The twin ‐ track approach
The State’s preferred solution for the elderly is a twin ‐ track policy of encouraging the elderly to stay at home for as long as possible, and then to move to residential facilities that cater for all needs (omnicare facilities). For some, these solutions are a good fit, but for others they often feel loneliness rather than independence when their home becomes a ‘prison’, and a poorly ‐ matched omnicare facility can actually increase and accelerate their needs.
The State’s influence
For the care home market, the State effectively controls 75% of expenditure either directly (48%), or through family fee top ‐ ups (17%) (Hancock & Hviid, 2010:23). The State’s influence on the care sector is therefore so large that, where it leads, the care industry is drawn to follow. Unfortunately, so do the consequences. Because the State consistently underfunds care, by £500 million according to Age UK (2012), care facilities must attract sufficient private clients to balance the books (Hancock & Hviid, 2010). This means that restricted and often less than ideal service choices for State ‐ funded clients often become a fait accompli for private clients too.
The omnicare solution
To encourage you to choose them, omnicare facilities often cite that they are able to offer a home for life in case the client’s needs change. Unfortunately, in order to be able to provide care at a cost the State is prepared to pay, these facilities tend to provide care on a scale that is far from homely, and where the reality of the lived experience is often far from the picture painted by marketing hype. If the consequence is Relocation Stress Effect, the mitigation of being able to cope with increased care needs can become a self ‐ fulfilling prophecy. Simply put, moving is a stressful experience, whatever age we are, but particularly for the elderly. The impact tends to be moderated by how different the new environment is. The smaller the change in environment the less the consequences are likely to be.

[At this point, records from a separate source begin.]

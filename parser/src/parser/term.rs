//! Term parsing.
//!
//! Precedence, loosest first: `..`, `+ -`, `* / \`, `**` (right associative),
//! unary `-`.

use super::Parser;
use crate::ast::*;
use crate::error::ParseResult;
use crate::lexer::TokenKind;
use metalp_core::Symbol;

impl Parser {
    pub(crate) fn parse_term(&mut self) -> ParseResult<Term> {
        let lower = self.parse_additive()?;
        if self.eat(&TokenKind::Range) {
            let upper = self.parse_additive()?;
            return Ok(Term::Interval(Box::new(lower), Box::new(upper)));
        }
        Ok(lower)
    }

    fn parse_additive(&mut self) -> ParseResult<Term> {
        let mut left = self.parse_multiplicative()?;
        loop {
            let op = match self.peek().kind {
                TokenKind::Plus => BinaryOp::Add,
                TokenKind::Minus => BinaryOp::Sub,
                _ => break,
            };
            self.advance();
            let right = self.parse_multiplicative()?;
            left = Term::Binary(op, Box::new(left), Box::new(right));
        }
        Ok(left)
    }

    fn parse_multiplicative(&mut self) -> ParseResult<Term> {
        let mut left = self.parse_power()?;
        loop {
            let op = match self.peek().kind {
                TokenKind::Star => BinaryOp::Mul,
                TokenKind::Slash => BinaryOp::Div,
                TokenKind::Backslash => BinaryOp::Mod,
                _ => break,
            };
            self.advance();
            let right = self.parse_power()?;
            left = Term::Binary(op, Box::new(left), Box::new(right));
        }
        Ok(left)
    }

    fn parse_power(&mut self) -> ParseResult<Term> {
        let base = self.parse_unary()?;
        if self.eat(&TokenKind::Pow) {
            let exponent = self.parse_power()?;
            return Ok(Term::Binary(
                BinaryOp::Pow,
                Box::new(base),
                Box::new(exponent),
            ));
        }
        Ok(base)
    }

    fn parse_unary(&mut self) -> ParseResult<Term> {
        if self.eat(&TokenKind::Minus) {
            let inner = self.parse_unary()?;
            // Negative literals are numbers, not operator applications.
            if let Term::Symbol(Symbol::Number(n)) = inner {
                if let Some(neg) = n.checked_neg() {
                    return Ok(Term::number(neg));
                }
            }
            return Ok(Term::Unary(UnaryOp::Minus, Box::new(inner)));
        }
        self.parse_primary()
    }

    fn parse_primary(&mut self) -> ParseResult<Term> {
        match self.peek().kind.clone() {
            TokenKind::Number(n) => {
                self.advance();
                Ok(Term::number(n))
            }
            TokenKind::String(s) => {
                self.advance();
                Ok(Term::string(s))
            }
            TokenKind::Inf => {
                self.advance();
                Ok(Term::Symbol(Symbol::Infimum))
            }
            TokenKind::Sup => {
                self.advance();
                Ok(Term::Symbol(Symbol::Supremum))
            }
            TokenKind::Variable(name) => {
                self.advance();
                Ok(Term::Variable(name))
            }
            TokenKind::Anonymous => {
                self.advance();
                Ok(Term::variable("_"))
            }
            TokenKind::Ident(name) => {
                self.advance();
                if self.check(&TokenKind::LParen) {
                    let args = self.parse_arguments()?;
                    if args.is_empty() {
                        return Ok(Term::constant(name));
                    }
                    Ok(Term::function(name, args))
                } else {
                    Ok(Term::constant(name))
                }
            }
            TokenKind::LParen => self.parse_tuple(),
            _ => Err(self.unexpected("term")),
        }
    }

    /// `( t1, ..., tn )` after a function name; `f()` is the constant `f`.
    pub(crate) fn parse_arguments(&mut self) -> ParseResult<Vec<Term>> {
        self.expect(&TokenKind::LParen)?;
        let mut args = Vec::new();
        if !self.check(&TokenKind::RParen) {
            loop {
                args.push(self.parse_term()?);
                if !self.eat(&TokenKind::Comma) {
                    break;
                }
            }
        }
        self.expect(&TokenKind::RParen)?;
        Ok(args)
    }

    /// `()`, `(t)`, `(t,)` or `(t1, ..., tn)`.
    fn parse_tuple(&mut self) -> ParseResult<Term> {
        self.expect(&TokenKind::LParen)?;
        if self.eat(&TokenKind::RParen) {
            return Ok(Term::function("", Vec::new()));
        }

        let first = self.parse_term()?;
        if self.eat(&TokenKind::RParen) {
            return Ok(first);
        }

        let mut items = vec![first];
        while self.eat(&TokenKind::Comma) {
            if self.check(&TokenKind::RParen) {
                break;
            }
            items.push(self.parse_term()?);
        }
        self.expect(&TokenKind::RParen)?;
        Ok(Term::function("", items))
    }

    /// Whether the current token can begin a term.
    pub(crate) fn at_term_start(&self) -> bool {
        matches!(
            self.peek().kind,
            TokenKind::Number(_)
                | TokenKind::String(_)
                | TokenKind::Inf
                | TokenKind::Sup
                | TokenKind::Variable(_)
                | TokenKind::Anonymous
                | TokenKind::Ident(_)
                | TokenKind::LParen
                | TokenKind::Minus
        )
    }
}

Avoiding the self‐fulfilling prophecy
Omnicare, by its nature, caters for clients with widely differing needs which these facilities typically manage by either mixing everyone together, or separating them in different parts of the facility. However, being with someone with radically different care needs is often traumatising, and being in proximity to them is a potential source of stress as it reminds more able clients of what their future might be. Both can lead to a self ‐ fulfilling prophecy of premature demise (Keller et al., 2012), pathological illnesses (Brame & Singer, 2010), depression (Bartolomucci & Leopardi, 2009), and more ‐ serious cardiovascular disease (Esler, Schwarz & Alvarenga, 2008). When we stop to think about it, this shouldn’t surprise us. Most people feel more comfortable being with a few people they know rather than many people they don’t know, and we all feel stressed when being around others who are very different to us. So whilst omnicare can be a solution to unavoidable increasing care needs, when poorly chosen, it can be a cause.
Why small is beautiful
By choosing a small home that specialises in clients with similar needs three areas of potential stress are minimised: the stress of being with strangers; stress caused by the behaviour of others, and; stress caused by a fear of moving to a higher ‐ needs unit. The consequence is often a significantly better quality of life when compared to larger, omnicare facilities (Kane, Lum, Cutler, Degenholtz, et al., 2007). The sad irony is that, whilst omnicare facilities claim to offer a home for life, specialist smaller homes normally actually achieve the same, but with one key difference; they offer an environment that many clients are happy to call home.
If you are considering care for yourself or a loved one, you may be interested to read Choosing the right care, A home for life, The transition to residential care and Funding care.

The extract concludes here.